Bill & Melinda Gates Foundation

Supporting all Teachers in Becoming Literacy Teachers

April 14, 2015

Today is Leaders for Literacy Day.  So, it’s the perfect time to highlight one of my favorite topics!

We know that reading, writing, speaking and listening are critical skills that students need—in whatever subjects they are studying, and no matter what career aspirations they might have. 

But first, I’d like to share some early memories of the impact literacy has had on my life.

My childhood was spent in rural Kentucky.  When I was done with chores, or on weekends if I got a free minute, I'd be over the edge of our field and down the hill. There was a creek there. And on the other side of the creek - you could wade across it – there was a tree with a carved out bough, and I'd sit in the tree and read until it was too dark to see – or until I heard my mother shouting from the edge of the field “Vicki…   Vicki…   Vicki Lynn!!”, and I knew the library was closing for the night.  

It was sitting in that tree that I traveled to other places, met new people, and enjoyed experiences not common to Falls of Rough, KY.  I was part of the healing power of friendship in the Secret Garden.  I met mythical beasts and talking animals in The Chronicles of Narnia.  And I traveled to another planet with Meg in A Wrinkle in Time. 

Literacy also opened other doors for me.  It opened up a world of knowledge and ignited a passion for learning that has guided my life’s work. 

Igniting this passion in students is something teachers are doing each day across this country.  We know the heart of learning is the powerful connection between teachers and students.  That’s the centerpiece of school success – a teacher forming a bond with students, triggering their hunger to learn, and guiding it in the right way. 

Strong bonds don’t form over easy tasks; they form when you’re working together on something difficult that matters.  That’s one reason why the Common Core State Standards (CCSS) are so valuable – they bring teachers and students together to work on difficult and important goals that get kids ready for life and ready to earn a living.

We support the standards because they recognize the importance of literacy and place it at the heart of teaching and learning.  They make literacy and content equal partners so that students’ skills and knowledge build upon one another.  The introduction to the literacy standards couldn’t be clearer:

The Standards insist that instruction in reading, writing, speaking, listening, and language be a shared responsibility within the school... The grades 6-12 standards are divided into two sections, one for ELA and the other for history/social studies, science, and technical subjects. This division reflects the unique, time-honored place of ELA teachers in developing students’ literacy skills while at the same time recognizing that teachers in other areas must have a role in this development as well.

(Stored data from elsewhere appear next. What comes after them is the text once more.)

//! Command executor: the entry point tying pool, delivery, isolation and
//! shaping together.

use std::collections::HashMap;
use std::sync::{Arc, Mutex, MutexGuard};
use std::time::Duration;

use chrono::{DateTime, Utc};
use pane_mcp_core::{
    CapturedOutput, ContextKey, Error, ExecutionRequest, ExecutionSettings, Key, MemorySnapshot,
    Response, Result, ServerConfig, SessionHandle,
};
use pane_mcp_host::TerminalHost;
use tracing::{debug, info, warn};
use uuid::Uuid;

use crate::isolation::{run_isolated, PollSettings};
use crate::pool::ConnectionPool;
use crate::shaper::{shape, truncate_chars};
use crate::strategy::{shell_quote, Deliveries};

type SessionLock = Arc<tokio::sync::Mutex<()>>;

/// A bounded read of a session's screen.
#[derive(Debug, Clone, PartialEq, Eq)]
pub struct ScreenRead {
    /// Pane that was read
    pub session_id: String,
    /// Screen text after the line and character bounds
    pub text: String,
    /// Lines on screen before bounding
    pub total_lines: usize,
    /// Whether either bound cut anything
    pub truncated: bool,
}

/// What the executor knows about a resolved session.
#[derive(Debug, Clone, PartialEq, Eq)]
pub struct SessionInfo {
    /// Resolved handle
    pub handle: SessionHandle,
    /// Pooled connection serving the session
    pub connection_id: Uuid,
    /// When that connection was opened
    pub connected_at: DateTime<Utc>,
    /// Host backend name
    pub backend: &'static str,
}

/// Runs commands in terminal sessions and reports the results.
///
/// Commands aimed at the same pane run one at a time, in arrival order;
/// different panes run concurrently.
#[derive(Debug)]
pub struct CommandExecutor {
    pool: ConnectionPool,
    deliveries: Deliveries,
    settings: ExecutionSettings,
    poll: PollSettings,
    session_locks: Mutex<HashMap<String, SessionLock>>,
}

impl CommandExecutor {
    /// Create an executor for `host` using `config`.
    pub fn new(host: Arc<dyn TerminalHost>, config: &ServerConfig) -> Self {
        let settings = config.execution.clone();
        let poll = PollSettings {
            poll_interval: Duration::from_millis(settings.poll_interval_millis),
            max_polls: settings.max_polls,
            interrupt_on_timeout: settings.interrupt_on_timeout,
        };
        Self {
            pool: ConnectionPool::new(
                host,
                Duration::from_secs(config.pool.idle_window_seconds),
            ),
            deliveries: Deliveries::new(&config.host, settings.ambiguous_strategy),
            settings,
            poll,
            session_locks: Mutex::new(HashMap::new()),
        }
    }

    /// Execution settings in effect.
    pub fn settings(&self) -> &ExecutionSettings {
        &self.settings
    }

    /// An isolated request for `command` with the configured defaults.
    pub fn request(&self, command: impl Into<String>) -> ExecutionRequest {
        ExecutionRequest {
            command: command.into(),
            timeout_seconds: self.settings.default_timeout_seconds,
            isolate_output: true,
            working_directory: None,
            max_output_chars: self.settings.max_output_chars,
            session_id: None,
        }
    }

    /// Run a command. Failures come back as an unsuccessful [`Response`],
    /// never as an error.
    pub async fn execute_command(&self, request: ExecutionRequest) -> Response {
        match self.try_execute(&request).await {
            Ok(response) => response,
            Err(e) => {
                warn!("execute_command failed: {}", e);
                Response::failure(&e, request.session_id.clone())
            }
        }
    }

    async fn try_execute(&self, request: &ExecutionRequest) -> Result<Response> {
        request.validate()?;

        let lease = self
            .pool
            .acquire(ContextKey::from_session(request.session_id.as_deref()))
            .await?;
        let handle = lease.handle().clone();

        self.prune_session_locks();
        let session_lock = self.session_lock(&handle.session_id);
        let _turn = tokio::time::timeout(request.timeout(), session_lock.lock())
            .await
            .map_err(|_| Error::Timeout(request.timeout_seconds))?;

        info!(
            "Executing in {} (isolated: {}, timeout: {}s)",
            handle.session_id, request.isolate_output, request.timeout_seconds
        );

        let mut response = if request.isolate_output {
            let run = run_isolated(
                lease.connection(),
                &handle,
                &request.command,
                request.working_directory.as_deref(),
                request.timeout(),
                &self.deliveries,
                &self.poll,
            )
            .await?;
            let mut response = shape(&run.captured, request.max_output_chars);
            response.strategy = Some(run.strategy);
            response
        } else {
            let text = match &request.working_directory {
                Some(dir) => format!(
                    "cd -- {} && {{\n{}\n}}",
                    shell_quote(dir),
                    request.command.trim_end_matches('\n')
                ),
                None => request.command.clone(),
            };
            let strategy = self
                .deliveries
                .deliver(lease.connection(), &handle, &text)
                .await?;
            let mut response = shape(
                &CapturedOutput::completed(String::new(), None),
                request.max_output_chars,
            );
            response.strategy = Some(strategy);
            response
        };

        debug!(
            "Finished in {}: {} chars, truncated: {}, timed out: {}",
            handle.session_id, response.original_length, response.truncated, response.timed_out
        );
        response.session_id = Some(handle.session_id);
        Ok(response)
    }

    /// Close every idle pooled connection and drop unused session locks.
    /// Returns how many connections were closed.
    pub async fn cleanup_connections(&self) -> usize {
        let evicted = self.pool.force_cleanup().await;
        let dropped = self.prune_session_locks();
        debug!(
            "Cleanup closed {} connection(s), dropped {} session lock(s)",
            evicted, dropped
        );
        evicted
    }

    /// What the engine currently holds.
    pub fn memory_stats(&self) -> MemorySnapshot {
        let pool = self.pool.stats();
        let locks = lock(&self.session_locks);
        let lock_bytes: usize = locks
            .keys()
            .map(|id| {
                id.capacity()
                    + std::mem::size_of::<SessionLock>()
                    + std::mem::size_of::<tokio::sync::Mutex<()>>()
            })
            .sum();
        MemorySnapshot {
            pooled_connection_count: pool.pooled,
            in_use_connection_count: pool.in_use,
            tracked_session_locks: locks.len(),
            estimated_bytes_held: pool.estimated_bytes + lock_bytes,
        }
    }

    /// Send raw text to a session without waiting for anything.
    ///
    /// Not serialized with running commands, so it can answer prompts or
    /// interrupt a command that is still running.
    pub async fn send_text(&self, session_id: Option<&str>, text: &str) -> Result<SessionHandle> {
        if text.is_empty() {
            return Err(Error::InvalidInput("text cannot be empty".to_string()));
        }
        let lease = self.pool.acquire(ContextKey::from_session(session_id)).await?;
        lease.connection().send_text(lease.handle(), text).await?;
        debug!("Sent {} bytes to {}", text.len(), lease.handle().session_id);
        Ok(lease.handle().clone())
    }

    /// Send a named key such as `Enter` or `Ctrl+c`.
    pub async fn press_key(&self, session_id: Option<&str>, key: &str) -> Result<SessionHandle> {
        let key = Key::parse(key)?;
        self.send_text(session_id, &key.to_input()).await
    }

    /// Clear the visible screen. Scrollback is kept.
    pub async fn clear_screen(&self, session_id: Option<&str>) -> Result<SessionHandle> {
        self.send_text(session_id, &Key::CLEAR.to_input()).await
    }

    /// Read a session's screen, keeping the last `max_lines` lines and then
    /// at most `max_chars` characters.
    pub async fn read_output(
        &self,
        session_id: Option<&str>,
        include_scrollback: bool,
        max_lines: Option<usize>,
        max_chars: Option<usize>,
    ) -> Result<ScreenRead> {
        if max_lines == Some(0) {
            return Err(Error::InvalidInput("max_lines must be > 0".to_string()));
        }
        let max_chars = max_chars.unwrap_or(self.settings.max_output_chars);
        if max_chars == 0 {
            return Err(Error::InvalidInput(
                "max_output_chars must be > 0".to_string(),
            ));
        }

        let lease = self.pool.acquire(ContextKey::from_session(session_id)).await?;
        let screen = lease
            .connection()
            .get_screen_contents(lease.handle(), include_scrollback)
            .await?;

        let lines: Vec<&str> = screen.lines().collect();
        let total_lines = lines.len();
        let (tail, lines_cut) = match max_lines {
            Some(n) if n < total_lines => (lines[total_lines - n..].join("\n"), true),
            _ => (screen.clone(), false),
        };
        let (text, chars_cut) = truncate_chars(&tail, max_chars);

        Ok(ScreenRead {
            session_id: lease.handle().session_id.clone(),
            text,
            total_lines,
            truncated: lines_cut || chars_cut,
        })
    }

    /// Resolve a session and describe it.
    pub async fn session_info(&self, session_id: Option<&str>) -> Result<SessionInfo> {
        let lease = self.pool.acquire(ContextKey::from_session(session_id)).await?;
        Ok(SessionInfo {
            handle: lease.handle().clone(),
            connection_id: lease.connection_id(),
            connected_at: lease.connected_at(),
            backend: self.pool.host_name(),
        })
    }

    /// Every pane the host knows about.
    pub async fn list_sessions(&self) -> Result<Vec<SessionHandle>> {
        let lease = self.pool.acquire(ContextKey::Active).await?;
        lease.connection().list_sessions().await
    }

    /// Open a new tab next to the given (or active) session.
    pub async fn create_tab(&self, session_id: Option<&str>) -> Result<SessionHandle> {
        let lease = self.pool.acquire(ContextKey::from_session(session_id)).await?;
        let handle = lease.connection().create_tab(Some(lease.handle())).await?;
        info!("Created tab {} ({})", handle.tab_id, handle.session_id);
        Ok(handle)
    }

    /// Split the given (or active) session into a new one.
    pub async fn create_session(&self, session_id: Option<&str>) -> Result<SessionHandle> {
        let lease = self.pool.acquire(ContextKey::from_session(session_id)).await?;
        let handle = lease.connection().create_session(lease.handle()).await?;
        info!("Created session {} in tab {}", handle.session_id, handle.tab_id);
        Ok(handle)
    }

    /// Close everything the pool holds. Used on shutdown.
    pub async fn shutdown(&self) -> usize {
        let closed = self.cleanup_connections().await;
        info!("Executor shut down, closed {} connection(s)", closed);
        closed
    }

    /// Drop locks no command holds or waits for. Returns how many went.
    fn prune_session_locks(&self) -> usize {
        let mut locks = lock(&self.session_locks);
        let before = locks.len();
        locks.retain(|_, session_lock| Arc::strong_count(session_lock) > 1);
        before - locks.len()
    }

    fn session_lock(&self, session_id: &str) -> SessionLock {
        let mut locks = lock(&self.session_locks);
        Arc::clone(locks.entry(session_id.to_string()).or_default())
    }
}

fn lock<T>(mutex: &Mutex<T>) -> MutexGuard<'_, T> {
    mutex.lock().unwrap_or_else(|poisoned| poisoned.into_inner())
}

As teachers across the country have told us, the challenge of CCSS implementation is to make sure all teachers have the supports and materials they need to teach literacy in their disciplines.  This means supporting educators in learning new instructional approaches.  It also means ensuring teachers have access to resources that engage students in authentic literacy experiences.  The new resources should honor teacher expertise, not dictate to teachers.  And, it means helping educators connect with each other to share strategies and tackle obstacles together!

For all of these reasons and others, initiatives such as the Literacy Design Collaborative (LDC) are becoming powerful communities for teachers. 

I’ve highlighted LDC a few times in my Focus on Teachers blog series and other posts.  Today serves as another important reminder about why the work of LDC, and other similar organizations, are so important to our teachers and students.

LDC provides literacy resources and tools for teachers that are teacher-designed and freeLDC’s CoreTools hosts a repository of teacher-designed assignments and daily lessons.  Teachers can find subject-specific and interdisciplinary reading and writing assignments and related instructional plans they can adopt or build off of to use with their own students.  Many of the materials are classroom-tested and juried by a national panel of LDC teachers.

LDC is flexible, allowing for teacher choice and for teachers to contribute their expertise.  Through LDC’s CoreTools and resources, teachers can also choose to design their own LDC assignments and instructional plans. The LDC framework hardwires the Common Core literacy standards into assignments, but allows teachers to choose the texts and content they teach, the instructional approaches they use, and the products they ask students to produce.

LDC’s tools facilitate teacher sharing, collaboration and feedback. LDC CoreTools creates a platform in which teachers can work as individuals or in teams to adopt or design instructional resources.  Teachers also can request feedback on their work from other teachers or from a national panel of LDC colleagues.

LDC creates leadership opportunities for teachers.  LDC teachers have opportunities to earn national recognition for their instructional design. More and more LDC teachers are becoming part of the LDC national jurying team, sharing their LDC experiences through blogs and becoming LDC coaches and trainers.

Finally, and most importantly, LDC works.  There are a lot of new ideas in education, but what we all want are ideas that work.  Both teachers and researchers have found that LDC works. Since 2010 LDC has grown from a small pilot in 6 districts to engage hundreds of thousands of teachers and students.  Check it out for yourself: you can read what teachers themselves are saying about LDC and that research and case studies substantiate their experiences. 

And let’s celebrate all those who help literacy do for kids what it did for me - open up the world.